Engineers at the University of Delaware have developed a technique to create touch-sensitive smart textiles by coating a variety of fibers, including nylon, cotton and wool, with carbon-based nanomaterials.
The resulting fabrics are equipped with novel sensing abilities that can detect a wide range of pressure — from the light touch of a fingertip to being driven over by a forklift — that could one day be used in clothing or shoes to detect human motion.
“Because the low-cost sensor is thin and flexible the possibility exists to create custom footwear and other garments with integrated electronics to store data during their day-to-day lives,” Sagar Doshi, a doctoral student in mechanical engineering and lead author of the study, said in a statement.
“This data could be analyzed later by researchers or therapists to assess performance and ultimately bring down the cost of healthcare.”
The research is published in the journal ACS Sensors.
Carbon nanotubes
To create the textile coatings, the researchers turned to carbon nanomaterials.
“My lab group has been involved with processing, characterization and modeling of carbon-based nanomaterials over the past several years,” said Erik Thostenson, an associate professor in the Departments of Mechanical Engineering and Materials Science and Engineering.
“We have developed a water-based scalable electrophoretic deposition technique to create nanocomposite fiber coatings. Using this manufacturing technique, we have a unique capability to coat a variety of fabrics such as cotton, nylon, polyester, wool, glass and aramid.”
Carbon nanotubes give the light, flexible and breathable fabric coating its nerve-like sensing abilities. When the material is squeezed, large electrical changes in the fabric are easily measured.
“Through our research, we discovered the unique pressure and strain sensing capability of the coated textile material.

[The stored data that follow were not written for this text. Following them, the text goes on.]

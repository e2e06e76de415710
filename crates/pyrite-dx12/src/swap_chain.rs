// Copyright 2025 the Pyrite authors
//
// Licensed under the Apache License, Version 2.0 (the "License");
// you may not use this file except in compliance with the License.
// You may obtain a copy of the License at
//
//     http://www.apache.org/licenses/LICENSE-2.0
//
// Unless required by applicable law or agreed to in writing, software
// distributed under the License is distributed on an "AS IS" BASIS,
// WITHOUT WARRANTIES OR CONDITIONS OF ANY KIND, either express or implied.
// See the License for the specific language governing permissions and
// limitations under the License.

//! Flip-discard swap chain over an HWND, with pre-created RTVs.

use crate::device::{check, Dx12Device};
use pyrite_core::gpu::{
    DescriptorHeapDescriptor, DescriptorHeapId, DescriptorHeapKind, DeviceError, GpuDevice,
    HeapSlot, SwapChain, TextureId,
};
use pyrite_core::platform::WindowHandle;
use raw_window_handle::RawWindowHandle;
use std::fmt;
use std::ptr;
use winapi::shared::dxgi::DXGI_SWAP_EFFECT_FLIP_DISCARD;
use winapi::shared::dxgi1_2::{DXGI_SWAP_CHAIN_DESC1, IDXGISwapChain1};
use winapi::shared::dxgi1_4::IDXGISwapChain3;
use winapi::shared::dxgiformat::DXGI_FORMAT_R8G8B8A8_UNORM;
use winapi::shared::dxgitype::{DXGI_SAMPLE_DESC, DXGI_USAGE_RENDER_TARGET_OUTPUT};
use winapi::shared::windef::HWND;
use winapi::shared::winerror::SUCCEEDED;
use winapi::um::d3d12::ID3D12Resource;
use winapi::Interface;
use wio::com::ComPtr;

/// The presentation chain. Owns the back-buffer RTV heap; the renderer
/// addresses buffers through the `TextureId`s registered on the device.
pub struct Dx12SwapChain {
    swap_chain: ComPtr<IDXGISwapChain3>,
    back_buffers: Vec<TextureId>,
    rtv_heap: DescriptorHeapId,
    extent: (u32, u32),
}

impl fmt::Debug for Dx12SwapChain {
    fn fmt(&self, f: &mut fmt::Formatter<'_>) -> fmt::Result {
        f.debug_struct("Dx12SwapChain")
            .field("back_buffers", &self.back_buffers.len())
            .field("extent", &self.extent)
            .finish()
    }
}

// IDXGISwapChain3 is used from the render thread only, but the trait object
// travels with the renderer.
unsafe impl Send for Dx12SwapChain {}

impl Dx12SwapChain {
    /// Creates the swap chain for `window` and registers its back buffers
    /// with `device`.
    pub fn new(
        device: &Dx12Device,
        window: &dyn WindowHandle,
        width: u32,
        height: u32,
        buffer_count: u32,
    ) -> Result<Self, DeviceError> {
        let hwnd = match window
            .window_handle()
            .map_err(|e| DeviceError::CreationFailed(format!("no window handle: {e}")))?
            .as_raw()
        {
            RawWindowHandle::Win32(handle) => handle.hwnd.get() as HWND,
            _ => {
                return Err(DeviceError::CreationFailed(
                    "a Win32 window is required".to_owned(),
                ))
            }
        };

        let desc = DXGI_SWAP_CHAIN_DESC1 {
            Width: width,
            Height: height,
            Format: DXGI_FORMAT_R8G8B8A8_UNORM,
            Stereo: 0,
            SampleDesc: DXGI_SAMPLE_DESC {
                Count: 1,
                Quality: 0,
            },
            BufferUsage: DXGI_USAGE_RENDER_TARGET_OUTPUT,
            BufferCount: buffer_count,
            Scaling: 0,
            SwapEffect: DXGI_SWAP_EFFECT_FLIP_DISCARD,
            AlphaMode: 0,
            Flags: 0,
        };
        let mut swap_chain1: *mut IDXGISwapChain1 = ptr::null_mut();
        unsafe {
            check(
                device.shared.factory.CreateSwapChainForHwnd(
                    device.shared.queue.as_raw() as *mut _,
                    hwnd,
                    &desc,
                    ptr::null(),
                    ptr::null_mut(),
                    &mut swap_chain1,
                ),
                "swap chain",
            )?;
        }
        let swap_chain1 = unsafe { ComPtr::from_raw(swap_chain1) };
        let swap_chain = swap_chain1
            .cast::<IDXGISwapChain3>()
            .map_err(|hr| DeviceError::ObjectCreationFailed {
                what: "swap chain",
                details: format!("IDXGISwapChain3 cast failed: HRESULT {hr:#010x}"),
            })?;

        // One RTV per back buffer, indexed by buffer index.
        let rtv_heap = device.create_descriptor_heap(&DescriptorHeapDescriptor {
            label: Some("swap chain rtv heap".to_owned()),
            kind: DescriptorHeapKind::Rtv,
            capacity: buffer_count,
            shader_visible: false,
        })?;
        let mut back_buffers = Vec::with_capacity(buffer_count as usize);
        for index in 0..buffer_count {
            let mut resource = ptr::null_mut();
            let hr = unsafe {
                swap_chain.GetBuffer(index, &ID3D12Resource::uuidof(), &mut resource)
            };
            check(hr, "swap chain buffer")?;
            let resource = unsafe { ComPtr::from_raw(resource as *mut ID3D12Resource) };
            let texture = device.register_texture(resource, DXGI_FORMAT_R8G8B8A8_UNORM);
            device
                .create_render_target_view(
                    texture,
                    HeapSlot {
                        heap: rtv_heap,
                        index,
                    },
                )
                .map_err(|e| DeviceError::ObjectCreationFailed {
                    what: "back buffer rtv",
                    details: e.to_string(),
                })?;
            back_buffers.push(texture);
        }
        log::info!("Swap chain ready: {buffer_count} buffers at {width}x{height}");
        Ok(Self {
            swap_chain,
            back_buffers,
            rtv_heap,
            extent: (width, height),
        })
    }
}

impl SwapChain for Dx12SwapChain {
    fn back_buffer_count(&self) -> u32 {
        self.back_buffers.len() as u32
    }

    fn current_back_buffer_index(&self) -> u32 {
        unsafe { self.swap_chain.GetCurrentBackBufferIndex() }
    }

    fn back_buffer(&self, index: u32) -> TextureId {
        self.back_buffers[index as usize]
    }

    fn back_buffer_rtv(&self, index: u32) -> HeapSlot {
        HeapSlot {
            heap: self.rtv_heap,
            index,
        }
    }

    fn present(&mut self) -> Result<(), DeviceError> {
        // No vsync wait; frame pacing is the fence's job.
        let hr = unsafe { self.swap_chain.Present(0, 0) };
        if SUCCEEDED(hr) {
            Ok(())
        } else {
            Err(DeviceError::SubmissionFailed(format!(
                "present failed: HRESULT {hr:#010x}"
            )))
        }
    }

    fn extent(&self) -> (u32, u32) {
        self.extent
    }
}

The eventual goal is to explore a variety of applications, ranging from smart garments to large scale structures where the technology can be applied,” said Thostenson.
A better method
Using this method, the researchers can add sensors to fabric in a way that’s more comfortable than existing techniques.

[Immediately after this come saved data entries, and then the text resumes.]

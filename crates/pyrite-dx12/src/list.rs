// Copyright 2025 the Pyrite authors
//
// Licensed under the Apache License, Version 2.0 (the "License");
// you may not use this file except in compliance with the License.
// You may obtain a copy of the License at
//
//     http://www.apache.org/licenses/LICENSE-2.0
//
// Unless required by applicable law or agreed to in writing, software
// distributed under the License is distributed on an "AS IS" BASIS,
// WITHOUT WARRANTIES OR CONDITIONS OF ANY KIND, either express or implied.
// See the License for the specific language governing permissions and
// limitations under the License.

//! Command recording over the device's shared graphics command list.

use crate::convert;
use crate::device::{transition_barrier, DeviceShared};
use pyrite_core::gpu::{
    BufferId, CommandList, DescriptorHeapId, HeapSlot, IndexFormat, PipelineStateId,
    PrimitiveTopology, ResourceState, RootSignatureId, TextureId,
};
use pyrite_core::math::LinearRgba;
use std::any::Any;
use std::sync::Arc;
use winapi::um::d3d12::*;

/// An open recording pass. The underlying list was reset by
/// [`crate::Dx12Device`]'s `begin_command_list`; submission closes it.
pub struct Dx12CommandList {
    shared: Arc<DeviceShared>,
}

impl Dx12CommandList {
    pub(crate) fn new(shared: Arc<DeviceShared>) -> Self {
        Self { shared }
    }
}

impl CommandList for Dx12CommandList {
    fn transition(
        &mut self,
        texture: TextureId,
        tracked: &mut ResourceState,
        after: ResourceState,
    ) {
        if *tracked == after {
            return;
        }
        let raw = {
            let tables = self.shared.tables.lock().unwrap();
            tables.textures[texture.0].resource.as_raw()
        };
        let barrier = transition_barrier(
            raw,
            convert::resource_state(*tracked),
            convert::resource_state(after),
        );
        unsafe {
            self.shared.list.ResourceBarrier(1, &barrier);
        }
        *tracked = after;
    }

    fn set_viewport_scissor(&mut self, width: u32, height: u32) {
        let viewport = D3D12_VIEWPORT {
            TopLeftX: 0.0,
            TopLeftY: 0.0,
            Width: width as f32,
            Height: height as f32,
            MinDepth: 0.0,
            MaxDepth: 1.0,
        };
        let scissor = winapi::shared::windef::RECT {
            left: 0,
            top: 0,
            right: width as i32,
            bottom: height as i32,
        };
        unsafe {
            self.shared.list.RSSetViewports(1, &viewport);
            self.shared.list.RSSetScissorRects(1, &scissor);
        }
    }

    fn set_render_targets(&mut self, rtv: HeapSlot, dsv: HeapSlot) {
        let rtv_handle = self.shared.cpu_handle(rtv);
        let dsv_handle = self.shared.cpu_handle(dsv);
        unsafe {
            self.shared
                .list
                .OMSetRenderTargets(1, &rtv_handle, 0, &dsv_handle);
        }
    }

    fn clear_render_target(&mut self, rtv: HeapSlot, color: LinearRgba) {
        let handle = self.shared.cpu_handle(rtv);
        unsafe {
            self.shared
                .list
                .ClearRenderTargetView(handle, &color.to_array(), 0, std::ptr::null());
        }
    }

    fn clear_depth_stencil(&mut self, dsv: HeapSlot, depth: f32, stencil: u8) {
        let handle = self.shared.cpu_handle(dsv);
        unsafe {
            self.shared.list.ClearDepthStencilView(
                handle,
                D3D12_CLEAR_FLAG_DEPTH | D3D12_CLEAR_FLAG_STENCIL,
                depth,
                stencil,
                0,
                std::ptr::null(),
            );
        }
    }

    fn set_descriptor_heap(&mut self, heap: DescriptorHeapId) {
        let raw = {
            let tables = self.shared.tables.lock().unwrap();
            tables.heaps[heap.0].heap.as_raw()
        };
        let heaps = [raw];
        unsafe {
            self.shared.list.SetDescriptorHeaps(1, heaps.as_ptr() as *mut _);
        }
    }

    fn set_root_signature(&mut self, root_signature: RootSignatureId) {
        let raw = {
            let tables = self.shared.tables.lock().unwrap();
            tables.root_signatures[root_signature.0].as_raw()
        };
        unsafe {
            self.shared.list.SetGraphicsRootSignature(raw);
        }
    }

    fn set_pipeline_state(&mut self, pipeline: PipelineStateId) {
        let raw = {
            let tables = self.shared.tables.lock().unwrap();
            tables.pipelines[pipeline.0].as_raw()
        };
        unsafe {
            self.shared.list.SetPipelineState(raw);
        }
    }

    fn set_root_descriptor_table(&mut self, parameter_index: u32, table_start: HeapSlot) {
        let handle = self.shared.gpu_handle(table_start);
        unsafe {
            self.shared
                .list
                .SetGraphicsRootDescriptorTable(parameter_index, handle);
        }
    }

    fn set_vertex_buffer(&mut self, buffer: BufferId, size: u64, stride: u32) {
        let gpu_va = {
            let tables = self.shared.tables.lock().unwrap();
            tables.buffers[buffer.0].gpu_va
        };
        let view = D3D12_VERTEX_BUFFER_VIEW {
            BufferLocation: gpu_va,
            SizeInBytes: size as u32,
            StrideInBytes: stride,
        };
        unsafe {
            self.shared.list.IASetVertexBuffers(0, 1, &view);
        }
    }

    fn set_index_buffer(&mut self, buffer: BufferId, size: u64, format: IndexFormat) {
        let gpu_va = {
            let tables = self.shared.tables.lock().unwrap();
            tables.buffers[buffer.0].gpu_va
        };
        let view = D3D12_INDEX_BUFFER_VIEW {
            BufferLocation: gpu_va,
            SizeInBytes: size as u32,
            Format: convert::index_format(format),
        };
        unsafe {
            self.shared.list.IASetIndexBuffer(&view);
        }
    }

    fn set_primitive_topology(&mut self, topology: PrimitiveTopology) {
        unsafe {
            self.shared
                .list
                .IASetPrimitiveTopology(convert::topology(topology));
        }
    }

    fn draw_indexed(&mut self, index_count: u32, start_index: u32, base_vertex: i32) {
        unsafe {
            self.shared
                .list
                .DrawIndexedInstanced(index_count, 1, start_index, base_vertex, 0);
        }
    }

    fn as_any_mut(&mut self) -> &mut dyn Any {
        self
    }
}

Current methods for creating smart textiles, such as plating fibers with metal or knitting fiber and metal strands together, often decrease the comfort and durability of fabrics, explained Thostenson.
But the nanocomposite coating developed by Doshi and Thostenson is flexible and comfortable to touch, and has been tested on a range of natural and synthetic fibers.
Additionally, the coatings are just 250-750 nanometers thick, and would only add about a gram of weight to a typical shoe or garment.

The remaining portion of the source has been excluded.